- [Assigned task] Sort through the data and copy the lines holding the word "self".

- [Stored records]
=-=-=-=-=
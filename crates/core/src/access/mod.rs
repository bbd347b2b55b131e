//! Time-limited access URLs for catalogued objects.

mod s3;

pub use s3::S3UrlIssuer;

use async_trait::async_trait;
use chrono::{DateTime, Utc};
use serde::{Deserialize, Serialize};
use thiserror::Error;

/// A URL granting temporary read access to one object.
#[derive(Debug, Clone, PartialEq, Eq, Serialize, Deserialize)]
pub struct IssuedUrl {
    pub url: String,
    pub expires_at: DateTime<Utc>,
}

/// Errors from URL issuance.
#[derive(Debug, Error)]
pub enum AccessError {
    #[error("failed to presign URL: {0}")]
    Presign(String),

    #[error("invalid access configuration: {0}")]
    Configuration(String),
}

/// Trait for minting temporary access URLs.
#[async_trait]
pub trait UrlIssuer: Send + Sync {
    /// Issue a URL for the object stored under `object_key`.
    async fn issue(&self, object_key: &str) -> Result<IssuedUrl, AccessError>;

    /// Name of this issuer (for logs).
    fn name(&self) -> &str;
}
//! Differential sync of a remote container into the object catalog.
//!
//! - **Engine**: one run, batched commits, watermark plus key de-duplication
//! - **Scheduler**: periodic and manual runs, never two at once

mod config;
mod engine;
mod scheduler;
mod types;

pub use config::SyncConfig;
pub use engine::SyncEngine;
pub use scheduler::{SchedulerStatus, SyncScheduler};
pub use types::{SyncError, SyncProgress, SyncProgressCallback, SyncReport};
=-=-=-=-=
- [Problem solution]
    async fn issue(&self, object_key: &str) -> Result<IssuedUrl, AccessError>;
    fn name(&self) -> &str;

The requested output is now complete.